Association du Quartier des Teinturiers - Avignon

Café littéraire saison 2018-2019

"Les ombres errantes" de Pascale Quignard

Parmi les personnes présentes ce soir là aucune n'a vraiment été séduite par ce livre inclassable qui nous est apparu comme un assemblage assez arbitraire de textes dont il a semblé difficile de percevoir quel lien cohérent les relie.

En tout cinquante-cinq courts "chapitres" (certains occupant moins d'une page !) dont le contenu relève d'une grande variété de genres littéraires (à l'image des productions très diversifiées de cet auteur, polygraphe érudit, féru de culture latine).
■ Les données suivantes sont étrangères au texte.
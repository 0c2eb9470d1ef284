//! Views, types to generate layouts.
//!
//! Most of these types are meant to be returned from a route.

use chrono::{DateTime, Utc};

use serde::Serialize;

use rocket::uri;

use crate::models::*;
use crate::render::render_content;
use crate::{config::Config, Error, Result};

pub mod error;
pub mod notice;

pub use error::ErrorPage;
pub use notice::{Notice, NoticeKind};

#[macro_export]
macro_rules! impl_template_responder {
    ($t:ty, $template:expr) => {
        impl<'r> ::rocket::response::Responder<'r> for $t {
            fn respond_to(
                self,
                req: &::rocket::request::Request,
            ) -> ::rocket::response::Result<'r> {
                let data = ::serde_json::value::to_value(self).map_err(|err| {
                    log::error!("Couldn't serialize template data for {}: {}", $template, err);
                    ::rocket::http::Status::InternalServerError
                })?;
                let template = ::rocket_contrib::templates::Template::render($template, data);

                log::trace!("Rendering template at {}", $template);

                template.respond_to(req)
            }
        }
    };
}

/// Per-request information every page needs.
#[derive(Debug)]
pub struct Context {
    /// The name of the site.
    pub site_name: String,
    /// The session of the signed in user.
    pub session: Option<Session>,
    /// A notice carried over from the previous request.
    pub notice: Option<Notice>,
}

impl Context {
    /// The signed in user.
    pub fn user(&self) -> Option<&User> {
        self.session.as_ref().map(|session| &session.user)
    }

    /// The signed in user, or an error if nobody is signed in.
    pub fn require_user(&self) -> Result<&User> {
        self.user().ok_or(Error::NotAuthenticated)
    }
}

/// Format a date the way it's shown to users, e.g. "October 19, 2026".
pub fn format_date(date: &DateTime<Utc>) -> String {
    date.format("%B %-d, %Y").to_string()
}

/// Format a time stamp the way it's shown next to posts.
pub fn format_time_stamp(date: &DateTime<Utc>) -> String {
    date.format("%F %R").to_string()
}

/// A link in the navigation bar.
#[derive(Debug, Serialize)]
pub struct NavLink {
    pub label: &'static str,
    pub uri: String,
}

/// The navigation bar at the top of every page.
#[derive(Debug, Serialize)]
pub struct NavBar {
    pub site_name: String,
    pub home_uri: String,
    /// The name of the signed in user.
    #[serde(skip_serializing_if = "Option::is_none")]
    pub username: Option<String>,
    pub links: Vec<NavLink>,
}

impl NavBar {
    pub fn new<S>(site_name: S, user: Option<&User>) -> NavBar
    where
        S: Into<String>,
    {
        let mut links = vec![NavLink {
            label: "Feed",
            uri: uri!(crate::routes::feed).to_string(),
        }];

        if user.is_some() {
            links.extend(vec![
                NavLink {
                    label: "Create Community",
                    uri: uri!(crate::routes::forms::create_community_page).to_string(),
                },
                NavLink {
                    label: "Sign Out",
                    uri: uri!(crate::routes::forms::sign_out).to_string(),
                },
            ]);
        } else {
            links.extend(vec![
                NavLink {
                    label: "Sign In",
                    uri: uri!(crate::routes::forms::sign_in_page).to_string(),
                },
                NavLink {
                    label: "Sign Up",
                    uri: uri!(crate::routes::forms::sign_up_page).to_string(),
                },
            ]);
        }

        NavBar {
            site_name: site_name.into(),
            home_uri: "/".into(),
            username: user.map(|u| u.username.clone()),
            links,
        }
    }
}

/// Display information for a page.
#[derive(Debug, Serialize)]
pub struct PageInfo {
    /// The title of the page.
    pub title: String,
    pub nav: NavBar,
    #[serde(skip_serializing_if = "Option::is_none")]
    pub notice: Option<Notice>,
    /// The verson of the agora server.
    pub version: &'static str,
}

impl PageInfo {
    pub fn new<S>(title: S, context: &Context) -> PageInfo
    where
        S: AsRef<str>,
    {
        PageInfo {
            title: format!("{} - {}", title.as_ref(), context.site_name),
            nav: NavBar::new(context.site_name.clone(), context.user()),
            notice: context.notice.clone(),
            version: env!("CARGO_PKG_VERSION"),
        }
    }

    /// Show this notice instead of any carried over one.
    pub fn with_notice(mut self, notice: Notice) -> PageInfo {
        self.notice = Some(notice);
        self
    }
}

/// Links to the pages before and after the current one.
#[derive(Debug, Serialize)]
pub struct PageNav {
    pub num: u32,
    pub count: u32,
    #[serde(skip_serializing_if = "Option::is_none")]
    pub prev_uri: Option<String>,
    #[serde(skip_serializing_if = "Option::is_none")]
    pub next_uri: Option<String>,
}

impl PageNav {
    pub fn new<S>(base_uri: S, page: Page, count: u32) -> PageNav
    where
        S: AsRef<str>,
    {
        let link = |num: u32| format!("{}?page={}", base_uri.as_ref(), num);

        PageNav {
            num: page.num,
            count,
            prev_uri: if page.num > 1 { Some(link(page.num - 1)) } else { None },
            next_uri: if page.num < count { Some(link(page.num + 1)) } else { None },
        }
    }
}

/// A post as it's shown in a list.
#[derive(Debug, Serialize)]
pub struct PostView {
    pub id: PostId,
    pub title: String,
    pub content_html: String,
    pub author: String,
    pub community_name: String,
    pub community_uri: String,
    pub created_at: DateTime<Utc>,
    pub time_stamp: String,
    pub score: i64,
    /// How the viewer voted on the post.
    #[serde(skip_serializing_if = "Option::is_none")]
    pub user_vote: Option<VoteType>,
    pub vote_uri: String,
}

impl PostView {
    pub fn new(detail: &PostDetail, viewer: Option<&User>) -> PostView {
        PostView {
            id: detail.post.id,
            title: detail.post.title.clone(),
            content_html: render_content(&detail.post.content),
            author: detail.author.username.clone(),
            community_name: detail.community.name.clone(),
            community_uri: detail.community.uri(),
            created_at: detail.post.created_at,
            time_stamp: format_time_stamp(&detail.post.created_at),
            score: detail.score(),
            user_vote: detail.vote_of(viewer),
            vote_uri: uri!(crate::routes::api::vote_post: detail.post.id).to_string(),
        }
    }

    pub fn list(details: &[PostDetail], viewer: Option<&User>) -> Vec<PostView> {
        details.iter().map(|d| PostView::new(d, viewer)).collect()
    }
}

/// A blog as it's shown to readers.
#[derive(Debug, Serialize)]
pub struct BlogView {
    pub id: BlogId,
    pub title: String,
    pub content_html: String,
    pub cover_image: String,
    pub tags: Vec<String>,
    pub author_id: UserId,
    pub created_at: DateTime<Utc>,
}

impl From<Blog> for BlogView {
    fn from(blog: Blog) -> BlogView {
        BlogView {
            id: blog.id,
            content_html: render_content(&blog.content),
            tags: blog.tag_list(),
            title: blog.title,
            cover_image: blog.cover_image,
            author_id: blog.author_id,
            created_at: blog.created_at,
        }
    }
}

/// A link to a community.
#[derive(Debug, Serialize)]
pub struct CommunityLink {
    pub name: String,
    pub uri: String,
}

impl From<&Community> for CommunityLink {
    fn from(community: &Community) -> CommunityLink {
        CommunityLink {
            name: community.name.clone(),
            uri: community.uri(),
        }
    }
}

/// The "About Community" sidebar.
#[derive(Debug, Serialize)]
pub struct CommunitySidebar {
    pub name: String,
    pub slug: String,
    pub uri: String,
    pub create_post_uri: String,
    /// When the community was created, e.g. "October 19, 2026".
    pub created: String,
    pub member_count: i64,
    /// Whether the viewer created the community.
    pub is_creator: bool,
    pub is_subscribed: bool,
}

impl CommunitySidebar {
    pub fn new(conn: &Connection, community: &Community, viewer: Option<&User>) -> Result<CommunitySidebar> {
        let member_count = conn.member_count(community.id)?;
        let is_subscribed = match viewer {
            Some(user) => conn.is_subscribed(user.id, community.id)?,
            None => false,
        };

        Ok(CommunitySidebar::from_parts(
            community,
            member_count,
            viewer,
            is_subscribed,
        ))
    }

    pub fn from_parts(
        community: &Community,
        member_count: i64,
        viewer: Option<&User>,
        is_subscribed: bool,
    ) -> CommunitySidebar {
        CommunitySidebar {
            name: community.name.clone(),
            slug: community.slug.clone(),
            uri: community.uri(),
            create_post_uri: uri!(crate::routes::create_post_page: community.slug.as_str()).to_string(),
            created: format_date(&community.created_at),
            member_count,
            is_creator: community.is_creator(viewer),
            is_subscribed,
        }
    }
}

/// A community with its sidebar information and posts, for the JSON API.
#[derive(Debug, Serialize)]
#[serde(rename_all = "camelCase")]
pub struct CommunityAbout {
    pub community: Community,
    pub created: String,
    pub member_count: i64,
    pub is_creator: bool,
    pub is_subscribed: bool,
    pub posts: Vec<PostView>,
}

impl CommunityAbout {
    pub fn new(conn: &Connection, community: Community, viewer: Option<&User>, page: Page) -> Result<CommunityAbout> {
        let sidebar = CommunitySidebar::new(conn, &community, viewer)?;
        let posts = PostView::list(&conn.community_posts(&community, page)?, viewer);

        Ok(CommunityAbout {
            community,
            created: sidebar.created,
            member_count: sidebar.member_count,
            is_creator: sidebar.is_creator,
            is_subscribed: sidebar.is_subscribed,
            posts,
        })
    }
}

/// The feed the viewer sees on the home page.
pub fn feed_scope(conn: &Connection, viewer: Option<&User>) -> Result<FeedScope> {
    match viewer {
        Some(user) => Ok(FeedScope::for_subscriptions(
            conn.subscribed_community_ids(user.id)?,
        )),
        None => Ok(FeedScope::All),
    }
}

/// The home page.
#[derive(Debug, Serialize)]
pub struct HomePage {
    pub page_info: PageInfo,
    pub posts: Vec<PostView>,
    pub communities: Vec<CommunityLink>,
    pub page_nav: PageNav,
}

impl HomePage {
    pub fn new(conn: &Connection, config: &Config, context: &Context, page_num: u32) -> Result<HomePage> {
        let viewer = context.user();
        let scope = feed_scope(conn, viewer)?;
        let page = Page::new(page_num, config.page_width);
        let page_count = conn.feed_page_count(&scope, page.width)?;

        Ok(HomePage {
            page_info: PageInfo::new("Home", context),
            posts: PostView::list(&conn.feed(&scope, page)?, viewer),
            communities: conn.all_communities()?.iter().map(CommunityLink::from).collect(),
            page_nav: PageNav::new("/", page, page_count),
        })
    }
}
Le lecteur erre ainsi entre un conte métaphysique (chap. LIII), des îlots de chroniques historiques et littéraires, d'essais philosophiques, d'allusions sexuelles, de musicologie et de poésie (haiku ?), séparés par une étendue de réflexions personnelles (entre impressions fugitives et verbiage sur les sociétés anciennes et contemporaines…) qui ressemblent à des ébauches pour un journal intime.
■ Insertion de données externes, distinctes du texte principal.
//! Routes for the HTML forms: signing up and in, and creating communities and
//! posts.
//!
//! A successful submission redirects with a flash notice. A failed one shows
//! the form again with a notice explaining what went wrong.

use log::warn;

use rocket::http::uri::Origin;
use rocket::http::{Cookies, Status};
use rocket::request::{Form, Request};
use rocket::response::{self, Flash, Redirect, Responder};
use rocket::{get, post, State};

use crate::models::*;
use crate::routes::{end_session, start_session};
use crate::validators::{CreateCommunity, CreatePost, CreateUser, SignIn, Validate};
use crate::views::*;
use crate::{config::Config, Error};

/// Why a form submission didn't redirect.
#[derive(Debug)]
pub enum FormFailure<P> {
    /// Show the form again, with this status.
    Retry(Status, P),
    /// The page the form is on couldn't be shown at all.
    Error(ErrorPage),
}

impl<'r, P> Responder<'r> for FormFailure<P>
where
    P: Responder<'r>,
{
    fn respond_to(self, req: &Request) -> response::Result<'r> {
        match self {
            FormFailure::Retry(status, page) => {
                let mut res = page.respond_to(req)?;
                res.set_status(status);
                Ok(res)
            }
            FormFailure::Error(page) => page.respond_to(req),
        }
    }
}

type FormResult<P> = std::result::Result<Flash<Redirect>, FormFailure<P>>;

/// Redirect to a path we built ourselves.
fn redirect_to(path: String) -> Redirect {
    match Origin::parse_owned(path) {
        Ok(origin) => Redirect::to(origin),
        Err(err) => {
            warn!("Couldn't redirect to an invalid path: {}", err);
            Redirect::to("/")
        }
    }
}

/// Serve the sign up form.
#[get("/user/sign-up")]
pub fn sign_up_page(context: Context) -> SignUpPage {
    SignUpPage::new(&context)
}

/// Sign up.
#[post("/user/sign-up", data = "<form>")]
pub fn sign_up(form: Form<CreateUser>, context: Context, conn: Connection) -> FormResult<SignUpPage> {
    match conn.register_user(&form) {
        Ok(_) => Ok(Flash::success(
            Redirect::to("/user/sign-in"),
            Notice::user_created().title,
        )),
        Err(err) => {
            err.log();
            let page = SignUpPage::retry(
                &context,
                Notice::sign_up_error(&err),
                form.username.clone(),
                form.email.clone(),
            );
            Err(FormFailure::Retry(err.status(), page))
        }
    }
}

/// Serve the sign in form.
#[get("/user/sign-in")]
pub fn sign_in_page(context: Context) -> SignInPage {
    SignInPage::new(&context)
}

/// Sign in.
#[post("/user/sign-in", data = "<form>")]
pub fn sign_in(
    form: Form<SignIn>,
    context: Context,
    config: State<Config>,
    conn: Connection,
    mut cookies: Cookies,
) -> FormResult<SignInPage> {
    let result = form
        .validate()
        .map_err(Error::from)
        .and_then(|_| conn.authenticate(&form.email, &form.password))
        .and_then(|user| start_session(&conn, &config, user, &mut cookies));

    match result {
        Ok(session) => Ok(Flash::success(
            Redirect::to("/"),
            format!("Signed in as {}.", session.user.username),
        )),
        Err(err) => {
            err.log();
            let page = SignInPage::retry(&context, Notice::sign_in_error(&err), form.email.clone());
            Err(FormFailure::Retry(err.status(), page))
        }
    }
}

/// Sign out.
#[get("/user/sign-out")]
pub fn sign_out(session: Option<Session>, conn: Connection, mut cookies: Cookies) -> Flash<Redirect> {
    if let Some(session) = session {
        if let Err(err) = end_session(&conn, &session, &mut cookies) {
            err.log();
            return Flash::error(Redirect::to("/"), "Could not sign out.");
        }
    }

    Flash::success(Redirect::to("/"), "Signed out.")
}

/// Serve the form for creating a community.
#[get("/community/create", rank = 1)]
pub fn create_community_page(context: Context) -> CreateCommunityPage {
    CreateCommunityPage::new(&context)
}

/// Create a community.
#[post("/community/create", data = "<form>")]
pub fn create_community(
    form: Form<CreateCommunity>,
    context: Context,
    conn: Connection,
) -> FormResult<CreateCommunityPage> {
    let result = context
        .require_user()
        .and_then(|user| conn.create_community(user, &form));

    match result {
        Ok(community) => Ok(Flash::success(
            redirect_to(community.uri()),
            Notice::community_created(&community.name).title,
        )),
        Err(err) => {
            err.log();
            let page = CreateCommunityPage::retry(
                &context,
                Notice::community_error(&err),
                form.name.clone(),
            );
            Err(FormFailure::Retry(err.status(), page))
        }
    }
}

/// Create a post in a community.
#[post("/community/<slug>/create-post", data = "<form>")]
pub fn create_post(
    slug: String,
    form: Form<CreatePost>,
    context: Context,
    conn: Connection,
) -> FormResult<CreatePostPage> {
    let community = match conn.community_by_slug(&slug) {
        Ok(community) => community,
        Err(err) => return Err(FormFailure::Error(ErrorPage::new(err, &context))),
    };

    let result = context
        .require_user()
        .and_then(|user| conn.create_post(user, &community, &form));

    match result {
        Ok(_) => Ok(Flash::success(redirect_to(community.uri()), "Your post was published.")),
        Err(err) => {
            err.log();
            let notice = Notice::post_error(&err);
            let page = match CreatePostPage::new(&conn, &context, &slug) {
                Ok(page) => page,
                Err(err) => return Err(FormFailure::Error(ErrorPage::new(err, &context))),
            };
            let page = page.retry(notice, form.title.clone(), form.content.clone());
            Err(FormFailure::Retry(err.status(), page))
        }
    }
}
Mais où trouver une boussole pour une telle navigation ? Le chapitre XV, intitulé "L'ombre", nous aiguille vers un livre de l'écrivain japonais Jun'ichirô Tanizaki ("Eloge de l'ombre", publié en 1933). Cette influence semble avoir suggéré à Pascal Quignard d'inclure le mot "ombre" dans le titre (qui renvoie également à "Ombres errantes", une pièce de François Couperin). Dans la structure de son récit, il convient également de noter l'importance des relations (romancées ou historiques ?) entre Clovis 1er, roi des Francs, et Syagrius dernier roi des Romains, épisodes récurrents soldés par la mort de ce dernier puis celle de son notaire.

Pour le reste, différents thèmes transversaux" apparaissent régulièrement dans plusieurs chapitres : les souvenirs perdus / retrouvés, la confrontation des lettrés avec la lecture, l'écriture, la musique, les images et les couleurs…

Au final, ce récit suggère un bloc-notes tenu au fil du temps par l'auteur en vue de se constituer un réservoir de thèmes et d'idées où piocher un matériau pour des œuvres futures.

Mais fallait-il publier un tel texte en l'état ?

Seconde question : que diable le prix Goncourt est-il allé faire dans cette galère ?

Car cette attribution en 2002 a apparemment suscité quelques polémiques (que Jorge Semprun a, contre l'usage tacite de réserve) portées sur la place publique…).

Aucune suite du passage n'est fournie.